Bien, positif et heureux qu’ils n’aient pas donné une majorité absolue ni avantageuse à la calamité R. Ghannouchi. Pire, négatif et catastrophique qu’ils aient donné la majorité des sièges et avec un écart de 16 sièges à la calamité B. Essebsi sachant que ce zombie est candidat aux présidentielles. On retrouve aussi le même signe négatif du vote fragmentaire : une Chambre composée d’une mosaïque de partis. Encore une fois, le pays sera ingouvernable quel que soit le président et le gouvernement. Bonjour, anarchie. Rappelons que le vote négatif de sanction a montré ses conséquences désastreuses aux USA et dans la plupart des pays européens. Que les tunisiens soient frileux au parti hégémonique et à l’homme «unique» mégalomane et narcissique, et au clan familial n’explique pas cette immaturité politique et cette irresponsabilité politique chez eux. C’est simplement le résultat de l’idéologie élevée en finalité et but en soi.
C)- LES PROCHAINES PRESIDENTIELLES
Scénario 1 : Essebsi est élu président. C’est le retour au régime beylical dans ce qu’il a de plus abject et dans ses pires moments. Bourguiba, B. Ali, leurs familles et leurs clans ne seraient que de vrais anges devant Essebsi, son fils, Akrémi, T baccouch, Marzouk, Ksila, B Ticha et le reste de la meute «nidaiste».
Scénario 2 : M. K. Ennabli est élu. En plus de la meute «nidaiste», nous aurons un narcissique incompétent, sans expérience et sans volonté que celle d’appliquer à la lettre les dictats du FMI et de la B M.
Scénario 3 : Slim Riahy est président.
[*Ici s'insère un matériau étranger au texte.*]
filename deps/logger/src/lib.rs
use log::{LevelFilter, Metadata, Record};
use std::io::Write;
use std::path::Path;
use std::sync::{Mutex, MutexGuard, OnceLock};

static G_LOGGER: OnceLock<Logger> = OnceLock::new();

const G_CONSOLE: &str = "console";
const G_FILE: &str = "file";

/// a simple sync logger which impl log::Log
///
/// console output goes to stderr, stdout belongs to the program's own report
pub struct Logger {
    sink: Mutex<Vec<Box<dyn Sink>>>,
}

trait Sink: Send {
    fn sink(&mut self, line: &str);

    fn flush(&mut self);

    fn name(&self) -> &'static str;
}

impl log::Log for Logger {
    fn enabled(&self, metadata: &Metadata) -> bool {
        metadata.level() <= log::max_level()
    }

    fn log(&self, record: &Record) {
        if !self.enabled(record.metadata()) {
            return;
        }
        let s = format!(
            "{} [{}] {}:{} {}\n",
            chrono::Local::now().format("%Y-%m-%d %H:%M:%S.%6f"),
            record.level().as_str(),
            record.file().unwrap_or("?"),
            record.line().unwrap_or(0),
            record.args()
        );
        for p in self.lock().iter_mut() {
            p.sink(&s);
        }
    }

    fn flush(&self) {
        for p in self.lock().iter_mut() {
            p.flush();
        }
    }
}

struct Console;

/// NOTE: file rolling is not support at present
struct File {
    w: std::fs::File,
}

impl File {
    fn new(path: impl AsRef<Path>, trunc: bool) -> Result<Self, std::io::Error> {
        let mut ops = std::fs::File::options();
        ops.write(true).create(true);
        if trunc {
            ops.truncate(true);
        } else {
            ops.append(true);
        }
        ops.open(path).map(|w| Self { w })
    }
}

impl Sink for Console {
    fn sink(&mut self, line: &str) {
        // a closed stderr must not take the program down
        let _ = std::io::stderr().write_all(line.as_bytes());
    }

    fn flush(&mut self) {
        let _ = std::io::stderr().flush();
    }

    fn name(&self) -> &'static str {
        G_CONSOLE
    }
}

impl Sink for File {
    fn sink(&mut self, line: &str) {
        let _ = self.w.write_all(line.as_bytes());
    }

    fn flush(&mut self) {
        let _ = self.w.flush();
    }

    fn name(&self) -> &'static str {
        G_FILE
    }
}

impl Logger {
    /// install the global logger once, later calls return the same instance
    pub fn init() -> &'static Self {
        let mut fresh = false;
        let l = G_LOGGER.get_or_init(|| {
            fresh = true;
            Self {
                sink: Mutex::new(Vec::new()),
            }
        });
        if fresh && log::set_logger(l).is_ok() {
            log::set_max_level(LevelFilter::Info);
        }
        l
    }

    fn lock(&self) -> MutexGuard<'_, Vec<Box<dyn Sink>>> {
        // a panic while logging leaves the sinks usable
        self.sink.lock().unwrap_or_else(|e| e.into_inner())
    }

    fn exist(&self, name: &'static str) -> bool {
        self.lock().iter().any(|x| x.name() == name)
    }

    pub fn level(&self, level: LevelFilter) -> &Self {
        log::set_max_level(level);
        self
    }

    pub fn add_console(&self) -> &Self {
        if !self.exist(G_CONSOLE) {
            self.lock().push(Box::new(Console));
        }
        self
    }

    pub fn add_file(&self, path: impl AsRef<Path>, trunc: bool) -> Result<&Self, std::io::Error> {
        if !self.exist(G_FILE) {
            let f = File::new(&path, trunc)?;
            self.lock().push(Box::new(f));
        }
        Ok(self)
    }

    fn remove_impl(&self, name: &'static str) {
        let mut sink = self.lock();
        if let Some(idx) = sink.iter().position(|s| s.name() == name) {
            sink.remove(idx).flush();
        }
    }

    pub fn remove_console(&self) {
        self.remove_impl(G_CONSOLE);
    }
}
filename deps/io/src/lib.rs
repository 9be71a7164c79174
use std::io;

/// positional-free byte stream over a raw descriptor, the shape every copy loop needs
pub trait StreamIO {
    /// a single read, may return fewer bytes than `data.len()`, `Ok(0)` means end of file
    fn read(&mut self, data: &mut [u8]) -> Result<usize, io::Error>;

    /// write the whole `data`, short writes are continued until done
    fn write_all(&mut self, data: &[u8]) -> Result<(), io::Error>;

    fn sync(&mut self) -> Result<(), io::Error>;

    fn size(&self) -> Result<u64, io::Error>;
}

pub struct OpenOptions {
    read: bool,
    write: bool,
    create: bool,
    trunc: bool,
    nonblock: bool,
}

impl OpenOptions {
    fn new() -> Self {
        Self {
            read: false,
            write: false,
            create: false,
            trunc: false,
            nonblock: false,
        }
    }

    pub fn read(&mut self, on: bool) -> &mut Self {
        self.read = on;
        self
    }

    pub fn write(&mut self, on: bool) -> &mut Self {
        self.write = on;
        self
    }

    pub fn create(&mut self, on: bool) -> &mut Self {
        self.create = on;
        self
    }

    pub fn trunc(&mut self, on: bool) -> &mut Self {
        self.trunc = on;
        self
    }

    /// open with `O_NONBLOCK`, reads may then fail with [`io::ErrorKind::WouldBlock`]
    pub fn nonblock(&mut self, on: bool) -> &mut Self {
        self.nonblock = on;
        self
    }
}

#[cfg(unix)]
pub mod unix;
#[cfg(unix)]
pub use unix::File;

#[cfg(target_os = "linux")]
pub mod aio;
#[cfg(target_os = "linux")]
pub use aio::{AioOp, Poll};
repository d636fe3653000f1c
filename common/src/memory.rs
//! Free-memory checks.
//!
//! Boards report free RAM through a [`MemoryProbe`]; the checks turn that
//! into debug output. Sprinkle [`check_memory`] at the top of deep call paths
//! to catch stack/heap collisions before they turn into hard faults.

use embassy_sync::blocking_mutex::raw::RawMutex;

use crate::formatter::LineFormatter;

/// Below this many free bytes [`check_memory`] warns.
pub const MEMORY_LIMIT_WARNING: u32 = 256;

/// Source of a free-memory estimate in bytes.
pub trait MemoryProbe {
    fn free_bytes(&self) -> u32;
}

impl<F: Fn() -> u32> MemoryProbe for F {
    fn free_bytes(&self) -> u32 { self() }
}

/// Warn (level 0) when free memory is below [`MEMORY_LIMIT_WARNING`].
/// Returns the free byte count.
pub fn check_memory<M: RawMutex, const CAP: usize, const N: usize, P: MemoryProbe + ?Sized>(
    formatter: &LineFormatter<'_, M, CAP, N>,
    probe: &P,
) -> u32 {
    let free = probe.free_bytes();
    if free < MEMORY_LIMIT_WARNING {
        formatter.log_warning(0, format_args!("low memory: {free} bytes free"));
    }
    free
}

/// Display the free byte count at `level`.
pub fn report_memory<M: RawMutex, const CAP: usize, const N: usize, P: MemoryProbe + ?Sized>(
    formatter: &LineFormatter<'_, M, CAP, N>,
    level: i32,
    probe: &P,
) -> u32 {
    let free = probe.free_bytes();
    formatter.log_info(level, None, format_args!("free memory: {free} bytes"));
    free
}
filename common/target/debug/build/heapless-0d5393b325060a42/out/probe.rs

#![no_std]

// `no_mangle` forces codegen, which makes llvm check the contents of the `asm!` macro
#[no_mangle]
unsafe fn asm() {
    core::arch::asm!("clrex");
}
//! The line formatter.
//!
//! Turns `(level, color, message)` into text on up to two sinks:
//!
//! ```text
//! <color escape><indent><"WARNING - " | "ERROR - " | ""><message><newline>
//! ```
//!
//! # Re-entrancy
//!
//! A message is rendered into a scratch buffer that stays checked out until
//! every sink has been written, so a nested call (from a sink, an interrupt
//! handler or another task) can never scribble over text still being sent.
//! See [`ScratchStrategy`] for the two ways a buffer is checked out. Calls
//! that reach the sinks while another call is writing them drop their line
//! and count a contention instead of panicking or waiting.
//!
//! The sinks sit behind a `try_lock` mutex: the raw mutex is held only while
//! the lock is taken and released, never during sink I/O. With
//! `CriticalSectionRawMutex` a slow UART therefore never masks interrupts.
//!
//! # Usage
//!
//! ```ignore
//! static LOG: TeensyFormatter<'static, CriticalSectionRawMutex> =
//!     LineFormatter::new(FormatterConfig::TEENSY);
//!
//! LOG.set_primary(Some(uart_sink));
//! LOG.set_debug_level(2);
//! display!(LOG, 1, "boot ok, {} sensors", count);
//! warning!(LOG, 0, "battery {}mV", mv);
//! ```

use core::cell::Cell;
use core::fmt::{self, Write};
use core::sync::atomic::{AtomicI32, AtomicU8, Ordering};

use embassy_sync::blocking_mutex::Mutex as BlockingMutex;
use embassy_sync::blocking_mutex::raw::RawMutex;
use embassy_sync::mutex::Mutex;

use crate::colors::{CLEAR_SCREEN, CLEAR_SCROLLBACK, ColorSlot, Palette};
use crate::config::{
    ARDUINO_BUFFER_SIZE,
    FormatterConfig,
    OverflowPolicy,
    PREEMPTIVE_BUFFER_COUNT,
    PREEMPTIVE_BUFFER_SIZE,
    ScratchStrategy,
};
use crate::diag::diag_warn;
use crate::hexdump;
use crate::scope::ScopeGuard;
use crate::scratch::{Scratch, ScratchPool};
use crate::sink::{OutputSink, write_indent};
use crate::stats::{FormatterStats, StatsSnapshot};

/// A sink the formatter can hold.
pub type DynSink<'a> = &'a mut (dyn OutputSink + Send);

/// Formatter sized for AVR boards.
pub type ArduinoFormatter<'a, M> = LineFormatter<'a, M, ARDUINO_BUFFER_SIZE, 1>;

/// Formatter sized for Teensy, ESP32 and RP2350 boards.
pub type TeensyFormatter<'a, M> = LineFormatter<'a, M, PREEMPTIVE_BUFFER_SIZE, PREEMPTIVE_BUFFER_COUNT>;

const PRIMARY: u8 = 1 << 0;
const SECONDARY: u8 = 1 << 1;

/// Marker written when a checked scope exits at a different depth than it entered.
pub const SCOPE_MISMATCH_MARKER: &str = "<<<<<<<<";

#[derive(Clone, Copy, PartialEq, Eq, Debug)]
enum Kind {
    Display,
    Warning,
    Error,
}
//! Scratch buffer pool.
//!
//! A fixed ring of `N` text buffers of `CAP` bytes. Each formatting call
//! checks out one buffer for the whole render-and-transmit sequence and
//! hands it back when its [`Scratch`] guard drops.
//!
//! Two ways to check a buffer out, matching [`ScratchStrategy`](crate::config::ScratchStrategy):
//!
//! - [`ScratchPool::claim_next`]: take the slot under `head` and advance
//!   `head`. If that slot is still in flight (more than `N` nested calls),
//!   the claim fails and the caller drops its line. Nothing is overwritten.
//! - [`ScratchPool::claim_exclusive`]: spin on slot 0 for a bounded number of
//!   iterations. A caller re-entering from the context that holds the slot
//!   times out instead of deadlocking.
//!
//! Text written through a guard is cut at `CAP - 1` bytes on a character
//! boundary, leaving room for the terminator a C-side consumer expects.

use core::cell::UnsafeCell;
use core::fmt;
use core::sync::atomic::{AtomicBool, AtomicUsize, Ordering};

use heapless::String;

struct Slot<const CAP: usize> {
    claimed: AtomicBool,
    text: UnsafeCell<String<CAP>>,
}

impl<const CAP: usize> Slot<CAP> {
    const fn new() -> Self {
        Self {
            claimed: AtomicBool::new(false),
            text: UnsafeCell::new(String::new()),
        }
    }
}

/// Fixed ring of scratch buffers.
pub struct ScratchPool<const CAP: usize, const N: usize> {
    slots: [Slot<CAP>; N],
    head: AtomicUsize,
    tail: AtomicUsize,
}

// SAFETY: a slot's text is only reachable through a `Scratch` guard, and a
// guard only exists while its slot's `claimed` flag is held exclusively.
unsafe impl<const CAP: usize, const N: usize> Sync for ScratchPool<CAP, N> {}

impl<const CAP: usize, const N: usize> ScratchPool<CAP, N> {
    const VALID: () = assert!(CAP > 1 && N > 0, "scratch pool needs at least one buffer of two bytes");

    /// Usable bytes per buffer.
    pub const TEXT_LIMIT: usize = CAP - 1;

    pub const fn new() -> Self {
        let () = Self::VALID;
        Self {
            slots: [const { Slot::new() }; N],
            head: AtomicUsize::new(0),
            tail: AtomicUsize::new(0),
        }
    }

    /// Claim the slot under `head`, advancing `head` either way.
    ///
    /// Returns `None` when that slot is still in flight.
    pub fn claim_next(&self) -> Option<Scratch<'_, CAP, N>> {
        let index = match self.head.fetch_update(Ordering::AcqRel, Ordering::Relaxed, |h| Some((h + 1) % N)) {
            Ok(prev) | Err(prev) => prev,
        };
        self.try_claim(index)
    }

    /// Claim slot 0, spinning up to `spin_limit` times while it is busy.
    pub fn claim_exclusive(&self, spin_limit: u32) -> Option<Scratch<'_, CAP, N>> {
        let mut spins = 0;
        loop {
            if let Some(scratch) = self.try_claim(0) {
                return Some(scratch);
            }
            if spins >= spin_limit {
                return None;
            }
            spins += 1;
            core::hint::spin_loop();
        }
    }

    /// Number of buffers currently checked out.
    pub fn in_flight(&self) -> usize {
        self.slots
            .iter()
            .filter(|slot| slot.claimed.load(Ordering::Acquire))
            .count()
    }

    /// Next slot `claim_next` will hand out.
    pub fn head(&self) -> usize { self.head.load(Ordering::Relaxed) }

    /// Slot after the most recently released one.
    pub fn tail(&self) -> usize { self.tail.load(Ordering::Relaxed) }

    fn try_claim(&self, index: usize) -> Option<Scratch<'_, CAP, N>> {
        let slot = &self.slots[index];
        if slot
            .claimed
            .compare_exchange(false, true, Ordering::Acquire, Ordering::Relaxed)
            .is_err()
        {
            return None;
        }
        let mut scratch = Scratch {
            pool: self,
            index,
            truncated: false,
        };
        scratch.text_mut().clear();
        Some(scratch)
    }

    fn release(&self, index: usize) {
        self.slots[index].claimed.store(false, Ordering::Release);
        self.tail
            .fetch_update(Ordering::AcqRel, Ordering::Relaxed, |t| Some((t + 1) % N))
            .ok();
    }
}

impl<const CAP: usize, const N: usize> Default for ScratchPool<CAP, N> {
    fn default() -> Self { Self::new() }
}

/// A checked-out scratch buffer. Released on drop.
pub struct Scratch<'p, const CAP: usize, const N: usize> {
    pool: &'p ScratchPool<CAP, N>,
    index: usize,
    truncated: bool,
}

impl<const CAP: usize, const N: usize> Scratch<'_, CAP, N> {
    /// Ring slot this guard holds.
    pub const fn index(&self) -> usize { self.index }

    pub fn as_str(&self) -> &str {
        // SAFETY: this guard holds the slot's claim flag.
        unsafe { (*self.pool.slots[self.index].text.get()).as_str() }
    }

    /// Some text was cut because the buffer was full.
    pub const fn truncated(&self) -> bool { self.truncated }

    fn text_mut(&mut self) -> &mut String<CAP> {
        // SAFETY: this guard holds the slot's claim flag.
        unsafe { &mut *self.pool.slots[self.index].text.get() }
    }
}

impl<const CAP: usize, const N: usize> fmt::Write for Scratch<'_, CAP, N> {
    fn write_str(&mut self, s: &str) -> fmt::Result {
        let text = self.text_mut();
        let room = (CAP - 1).saturating_sub(text.len());
        if s.len() <= room {
            text.push_str(s).ok();
            return Ok(());
        }
        let mut cut = room;
        while !s.is_char_boundary(cut) {
            cut -= 1;
        }
        text.push_str(&s[..cut]).ok();
        self.truncated = true;
        Ok(())
    }
}

impl<const CAP: usize, const N: usize> Drop for Scratch<'_, CAP, N> {
    fn drop(&mut self) { self.pool.release(self.index); }
}

// =============================================================================
// Tests
// =============================================================================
C’est le Berlusconi de Tunisie en plus vil, plus retors et plus assoiffé de pouvoir et d’argent.
Scénario 4 : un ancien de B Ali : Il n’est qu’un valet, un pion qui ouvrira portes et fenêtres aux anciens et nouveaux mafieux et pourris.
CONCLUSION
– Quand le malaise démocratique mine le pays, quand les années Bourguiba et B Ali ont installé la corruption, le copinage, l’affairisme et la prédation sans scrupule au cœur même du pouvoir,
– quand la majorité des tunisiens jugent les responsables politiques « corrompus »,
– quand quatre sur cinq ne font pas confiance aux partis politiques,
– quand 9 millions de tunisiens, écrasés par la crise, ne parviennent pas à boucler leurs fins de mois,
* Comment ont-ils pu oublier que le rétablissement de la confiance entre les citoyens et leurs représentants suppose – impose – l’exemplarité des seconds ?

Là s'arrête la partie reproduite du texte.